## TASK DESCRIPTION
The lines to repeat are those below from the one containing "Parse the 44-byte" down to the one containing "one quantization step", both included; reproduce them exactly and nothing else.

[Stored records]
+++

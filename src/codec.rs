//! G.711 Codec Utilities
//!
//! Pure Rust implementation of the ITU-T G.711 μ-law codec plus the audio
//! plumbing the call engine needs around it: μ-law to A-law translation for
//! PCMA trunks, μ-law WAV container framing for recordings, and two-channel
//! mixing in the μ-law byte domain.

use std::sync::OnceLock;

/// μ-law silence byte used when padding a shorter channel during mixing.
pub const MULAW_SILENCE: u8 = 0x7F;

/// μ-law silence byte carried in RTP keep-alive packets.
pub const MULAW_KEEPALIVE: u8 = 0xFF;

/// A-law silence byte carried in RTP keep-alive packets.
pub const ALAW_KEEPALIVE: u8 = 0xD5;

const ULAW_BIAS: i32 = 0x84;
const ULAW_CLIP: i32 = 32635;
const ALAW_CLIP: i32 = 32767;

/// Convert a 16-bit linear PCM sample to μ-law.
pub fn linear_to_mulaw(sample: i16) -> u8 {
    let sign = if sample < 0 { 0x80 } else { 0x00 };

    let mut sample = if sample < 0 {
        (-(sample as i32)).min(ULAW_CLIP)
    } else {
        (sample as i32).min(ULAW_CLIP)
    };

    sample += ULAW_BIAS;

    let exponent = match sample {
        s if s >= 0x4000 => 7,
        s if s >= 0x2000 => 6,
        s if s >= 0x1000 => 5,
        s if s >= 0x0800 => 4,
        s if s >= 0x0400 => 3,
        s if s >= 0x0200 => 2,
        s if s >= 0x0100 => 1,
        _ => 0,
    };

    let mantissa = (sample >> (exponent + 3)) & 0x0F;

    !(sign | (exponent << 4) | mantissa as u8)
}

/// Convert a μ-law byte back to 16-bit linear PCM.
pub fn mulaw_to_linear(mulaw: u8) -> i16 {
    let mulaw = !mulaw;

    let sign = mulaw & 0x80;
    let exponent = ((mulaw >> 4) & 0x07) as i32;
    let mantissa = (mulaw & 0x0F) as i32;

    let mut sample = ((mantissa << 3) + ULAW_BIAS) << exponent;
    sample -= ULAW_BIAS;

    if sign != 0 {
        -sample as i16
    } else {
        sample as i16
    }
}

/// Convert a 16-bit linear PCM sample to A-law.
pub fn linear_to_alaw(sample: i16) -> u8 {
    let sign = if sample < 0 { 0x00 } else { 0x80 };

    let mut sample = if sample < 0 {
        (-(sample as i32)).min(ALAW_CLIP)
    } else {
        (sample as i32).min(ALAW_CLIP)
    };

    let (exponent, mantissa) = if sample >= 256 {
        let exp = match sample {
            s if s >= 0x4000 => 7,
            s if s >= 0x2000 => 6,
            s if s >= 0x1000 => 5,
            s if s >= 0x0800 => 4,
            s if s >= 0x0400 => 3,
            s if s >= 0x0200 => 2,
            s if s >= 0x0100 => 1,
            _ => 0,
        };
        sample >>= exp + 3;
        (exp, (sample & 0x0F) as u8)
    } else {
        sample >>= 4;
        (0, (sample & 0x0F) as u8)
    };

    (sign | (exponent << 4) | mantissa) ^ 0x55
}

/// Convert an A-law byte back to 16-bit linear PCM.
pub fn alaw_to_linear(alaw: u8) -> i16 {
    let alaw = alaw ^ 0x55;

    let sign = alaw & 0x80;
    let exponent = ((alaw >> 4) & 0x07) as i32;
    let mantissa = (alaw & 0x0F) as i32;

    let mut sample = if exponent > 0 {
        ((mantissa << 4) + 0x108) << (exponent - 1)
    } else {
        (mantissa << 4) + 0x08
    };

    if sign == 0 {
        sample = -sample;
    }

    sample as i16
}

fn mulaw_to_alaw_table() -> &'static [u8; 256] {
    static TABLE: OnceLock<[u8; 256]> = OnceLock::new();
    TABLE.get_or_init(|| {
        let mut table = [0u8; 256];
        for (b, slot) in table.iter_mut().enumerate() {
            *slot = linear_to_alaw(mulaw_to_linear(b as u8));
        }
        table
    })
}

/// Translate a single μ-law byte to its A-law equivalent.
pub fn mulaw_to_alaw(mulaw: u8) -> u8 {
    mulaw_to_alaw_table()[mulaw as usize]
}

/// Transcode a μ-law buffer to A-law, used when the trunk negotiates PCMA.
pub fn transcode_mulaw_to_alaw(payload: &[u8]) -> Vec<u8> {
    let table = mulaw_to_alaw_table();
    payload.iter().map(|&b| table[b as usize]).collect()
}

/// Mix two μ-law buffers into one.
///
/// Each output byte is the μ-law encoding of the averaged linear samples.
/// The shorter buffer is padded with μ-law silence.
pub fn mix_mulaw(a: &[u8], b: &[u8]) -> Vec<u8> {
    let len = a.len().max(b.len());
    let mut mixed = Vec::with_capacity(len);

    for i in 0..len {
        let sa = mulaw_to_linear(*a.get(i).unwrap_or(&MULAW_SILENCE)) as i32;
        let sb = mulaw_to_linear(*b.get(i).unwrap_or(&MULAW_SILENCE)) as i32;
        mixed.push(linear_to_mulaw(((sa + sb) / 2) as i16));
    }

    mixed
}

/// WAV audio format code for G.711 μ-law.
pub const WAV_FORMAT_MULAW: u16 = 7;

/// Parsed fields of a WAV header produced by [`mulaw_to_wav`].
#[derive(Debug, Clone, PartialEq, Eq)]
pub struct WavInfo {
    pub audio_format: u16,
    pub channels: u16,
    pub sample_rate: u32,
    pub bits_per_sample: u16,
    pub data_size: u32,
}

/// Wrap raw μ-law bytes in a 44-byte RIFF/WAVE container.
///
/// Mono, 8000 Hz, 8 bits per sample, audio format 7 (μ-law).
pub fn mulaw_to_wav(payload: &[u8]) -> Vec<u8> {
    let data_size = payload.len() as u32;
    let sample_rate: u32 = 8000;
    let channels: u16 = 1;
    let bits_per_sample: u16 = 8;
    let byte_rate = sample_rate * channels as u32 * bits_per_sample as u32 / 8;
    let block_align = channels * bits_per_sample / 8;

    let mut wav = Vec::with_capacity(44 + payload.len());
    wav.extend_from_slice(b"RIFF");
    wav.extend_from_slice(&(36 + data_size).to_le_bytes());
    wav.extend_from_slice(b"WAVE");
    wav.extend_from_slice(b"fmt ");
    wav.extend_from_slice(&16u32.to_le_bytes());
    wav.extend_from_slice(&WAV_FORMAT_MULAW.to_le_bytes());
    wav.extend_from_slice(&channels.to_le_bytes());
    wav.extend_from_slice(&sample_rate.to_le_bytes());
    wav.extend_from_slice(&byte_rate.to_le_bytes());
    wav.extend_from_slice(&block_align.to_le_bytes());
    wav.extend_from_slice(&bits_per_sample.to_le_bytes());
    wav.extend_from_slice(b"data");
    wav.extend_from_slice(&data_size.to_le_bytes());
    wav.extend_from_slice(payload);
    wav
}

/// Parse the 44-byte header written by [`mulaw_to_wav`].
pub fn parse_wav_header(wav: &[u8]) -> Option<WavInfo> {
    if wav.len() < 44 || &wav[0..4] != b"RIFF" || &wav[8..12] != b"WAVE" || &wav[12..16] != b"fmt "
    {
        return None;
    }

    Some(WavInfo {
        audio_format: u16::from_le_bytes([wav[20], wav[21]]),
        channels: u16::from_le_bytes([wav[22], wav[23]]),
        sample_rate: u32::from_le_bytes([wav[24], wav[25], wav[26], wav[27]]),
        bits_per_sample: u16::from_le_bytes([wav[34], wav[35]]),
        data_size: u32::from_le_bytes([wav[40], wav[41], wav[42], wav[43]]),
    })
}

#[cfg(test)]
mod tests {
    use super::*;

    #[test]
    fn test_mulaw_roundtrip_tolerance() {
        // G.711 is lossy but the error stays within one quantization step
        let samples: Vec<i16> = vec![0, 100, 1000, 10000, 30000, -100, -1000, -10000, -30000];

        for &original in &samples {
            let encoded = linear_to_mulaw(original);
            let decoded = mulaw_to_linear(encoded);

            let error = (original as i32 - decoded as i32).abs();
            assert!(
                error < 1000,
                "error too large for {}: decoded {}, error {}",
                original,
                decoded,
                error
            );
        }
    }

    #[test]
    fn test_mulaw_encode_deterministic() {
        for byte in 0..=u8::MAX {
            let linear = mulaw_to_linear(byte);
            assert_eq!(linear_to_mulaw(linear), linear_to_mulaw(linear));
            assert_eq!(mulaw_to_linear(byte), linear);
        }
    }

    #[test]
    fn test_mulaw_reencode_identity() {
        // decode ∘ encode is stable on the representable subset
        for byte in 0..=u8::MAX {
            let linear = mulaw_to_linear(byte);
            let reencoded = linear_to_mulaw(linear);
            let redecoded = mulaw_to_linear(reencoded);
            assert_eq!(linear, redecoded, "byte {:#04x}", byte);
        }
    }

    #[test]
    fn test_alaw_roundtrip_tolerance() {
        let samples: Vec<i16> = vec![0, 100, 1000, 10000, -100, -1000, -10000];

        for &original in &samples {
            let encoded = linear_to_alaw(original);
            let decoded = alaw_to_linear(encoded);

            let error = (original as i32 - decoded as i32).abs();
            assert!(error < 1000, "error too large for {}: {}", original, error);
        }
    }

    #[test]
    fn test_mulaw_to_alaw_table_consistency() {
        for byte in 0..=u8::MAX {
            assert_eq!(
                mulaw_to_alaw(byte),
                linear_to_alaw(mulaw_to_linear(byte)),
                "byte {:#04x}",
                byte
            );
        }
    }

    #[test]
    fn test_transcode_buffer() {
        let payload = vec![MULAW_SILENCE; 160];
        let transcoded = transcode_mulaw_to_alaw(&payload);
        assert_eq!(transcoded.len(), 160);
        assert!(transcoded.iter().all(|&b| b == mulaw_to_alaw(MULAW_SILENCE)));
    }

    #[test]
    fn test_mix_commutative() {
        let a: Vec<u8> = (0..160).map(|i| linear_to_mulaw((i * 50) as i16)).collect();
        let b: Vec<u8> = (0..160).map(|i| linear_to_mulaw((i * -30) as i16)).collect();

        assert_eq!(mix_mulaw(&a, &b), mix_mulaw(&b, &a));
    }

    #[test]
    fn test_mix_pads_shorter_with_silence() {
        let a: Vec<u8> = vec![linear_to_mulaw(8000); 4];
        let b: Vec<u8> = vec![linear_to_mulaw(8000); 2];

        let mixed = mix_mulaw(&a, &b);
        assert_eq!(mixed.len(), 4);

        // tail mixes against silence, so it decodes to roughly half amplitude
        let tail = mulaw_to_linear(mixed[3]) as i32;
        let full = mulaw_to_linear(mixed[0]) as i32;
        assert!(tail < full, "padded tail {} vs full {}", tail, full);
    }

    #[test]
    fn test_mix_silence_is_quiet() {
        let silence = vec![MULAW_SILENCE; 160];
        let mixed = mix_mulaw(&silence, &silence);
        for byte in mixed {
            assert!(mulaw_to_linear(byte).abs() < 16);
        }
    }

    #[test]
    fn test_wav_header_roundtrip() {
        let payload = vec![MULAW_SILENCE; 1600];
        let wav = mulaw_to_wav(&payload);

        assert_eq!(wav.len(), 44 + 1600);
        assert_eq!(&wav[0..4], b"RIFF");
        assert_eq!(&wav[8..12], b"WAVE");

        let info = parse_wav_header(&wav).unwrap();
        assert_eq!(info.audio_format, WAV_FORMAT_MULAW);
        assert_eq!(info.channels, 1);
        assert_eq!(info.sample_rate, 8000);
        assert_eq!(info.bits_per_sample, 8);
        assert_eq!(info.data_size, 1600);
    }

    #[test]
    fn test_wav_header_rejects_garbage() {
        assert!(parse_wav_header(&[0u8; 10]).is_none());
        assert!(parse_wav_header(&[0u8; 44]).is_none());
    }

    #[test]
    fn test_wav_empty_payload() {
        let wav = mulaw_to_wav(&[]);
        assert_eq!(wav.len(), 44);
        let info = parse_wav_header(&wav).unwrap();
        assert_eq!(info.data_size, 0);
    }
}
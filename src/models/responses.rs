use serde::{Deserialize, Serialize};

/// Response for the predict endpoint
#[derive(Debug, Clone, Serialize, Deserialize)]
pub struct PredictResponse {
    /// Estimated calories burned, in kcal
    pub calories: f64,
}

/// Health check response
#[derive(Debug, Clone, Serialize, Deserialize)]
pub struct HealthResponse {
    pub status: String,
    pub version: String,
    pub timestamp: chrono::DateTime<chrono::Utc>,
}

/// Error response
#[derive(Debug, Clone, Serialize, Deserialize)]
pub struct ErrorResponse {
    pub error: String,
    pub message: String,
    pub status_code: u16,
}
use std::fs::File;
use std::io::BufReader;
use std::path::Path;

use thiserror::Error;

use crate::core::{RegressionModel, StandardScaler};

/// Errors that can occur when loading the fitted artifacts
#[derive(Debug, Error)]
pub enum ArtifactError {
    #[error("failed to read artifact file: {0}")]
    Io(#[from] std::io::Error),

    #[error("artifact is not valid JSON: {0}")]
    Malformed(#[from] serde_json::Error),

    #[error("artifact has inconsistent shape: {0}")]
    Shape(String),
}

/// Load the fitted scaler from a JSON artifact file
///
/// The artifact is checked for internal consistency: mean and scale must
/// have the same non-zero width, and no scale entry may be zero (a zero
/// scale would divide every request by zero).
pub fn load_scaler<P: AsRef<Path>>(path: P) -> Result<StandardScaler, ArtifactError> {
    let file = File::open(path.as_ref())?;
    let reader = BufReader::new(file);
    let scaler: StandardScaler = serde_json::from_reader(reader)?;

    if scaler.mean.is_empty() {
        return Err(ArtifactError::Shape("scaler has no fitted features".into()));
    }
    if scaler.mean.len() != scaler.scale.len() {
        return Err(ArtifactError::Shape(format!(
            "scaler mean has {} entries but scale has {}",
            scaler.mean.len(),
            scaler.scale.len()
        )));
    }
    if scaler.scale.iter().any(|s| *s == 0.0) {
        return Err(ArtifactError::Shape("scaler has a zero scale entry".into()));
    }

    tracing::debug!(
        "Loaded scaler artifact ({} features) from {}",
        scaler.width(),
        path.as_ref().display()
    );

    Ok(scaler)
}

/// Load the fitted regression model from a JSON artifact file
pub fn load_model<P: AsRef<Path>>(path: P) -> Result<RegressionModel, ArtifactError> {
    let file = File::open(path.as_ref())?;
    let reader = BufReader::new(file);
    let model: RegressionModel = serde_json::from_reader(reader)?;

    if model.weights.is_empty() {
        return Err(ArtifactError::Shape("model has no fitted weights".into()));
    }

    tracing::debug!(
        "Loaded model artifact ({} features) from {}",
        model.width(),
        path.as_ref().display()
    );

    Ok(model)
}
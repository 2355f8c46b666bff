//! Personal Fitness Tracker - calorie expenditure prediction service
//!
//! This library provides the inference path behind the fitness tracker page:
//! a fixed-order feature vector assembled from the form inputs, normalized by
//! a pre-fitted scaler and mapped to a calorie estimate by a pre-fitted
//! regression model, both loaded from artifact files at startup.

pub mod config;
pub mod core;
pub mod models;
pub mod routes;
pub mod services;

// Re-export commonly used types
pub use crate::core::{feature_vector, InferenceEngine, InferenceError, RegressionModel, StandardScaler, FEATURE_COUNT};
pub use crate::models::{ErrorResponse, Gender, HealthResponse, PredictRequest, PredictResponse};

#[cfg(test)]
mod tests {
    use super::*;

    #[test]
    fn test_library_exports() {
        // Verify that the library exports work correctly
        let features = feature_vector(&PredictRequest::default());
        assert_eq!(features.len(), FEATURE_COUNT);
    }
}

+++

## RESPONSE AREA
/// Parse the 44-byte header written by [`mulaw_to_wav`].
pub fn parse_wav_header(wav: &[u8]) -> Option<WavInfo> {
    if wav.len() < 44 || &wav[0..4] != b"RIFF" || &wav[8..12] != b"WAVE" || &wav[12..16] != b"fmt "
    {
        return None;
    }

    Some(WavInfo {
        audio_format: u16::from_le_bytes([wav[20], wav[21]]),
        channels: u16::from_le_bytes([wav[22], wav[23]]),
        sample_rate: u32::from_le_bytes([wav[24], wav[25], wav[26], wav[27]]),
        bits_per_sample: u16::from_le_bytes([wav[34], wav[35]]),
        data_size: u32::from_le_bytes([wav[40], wav[41], wav[42], wav[43]]),
    })
}

#[cfg(test)]
mod tests {
    use super::*;

    #[test]
    fn test_mulaw_roundtrip_tolerance() {
        // G.711 is lossy but the error stays within one quantization step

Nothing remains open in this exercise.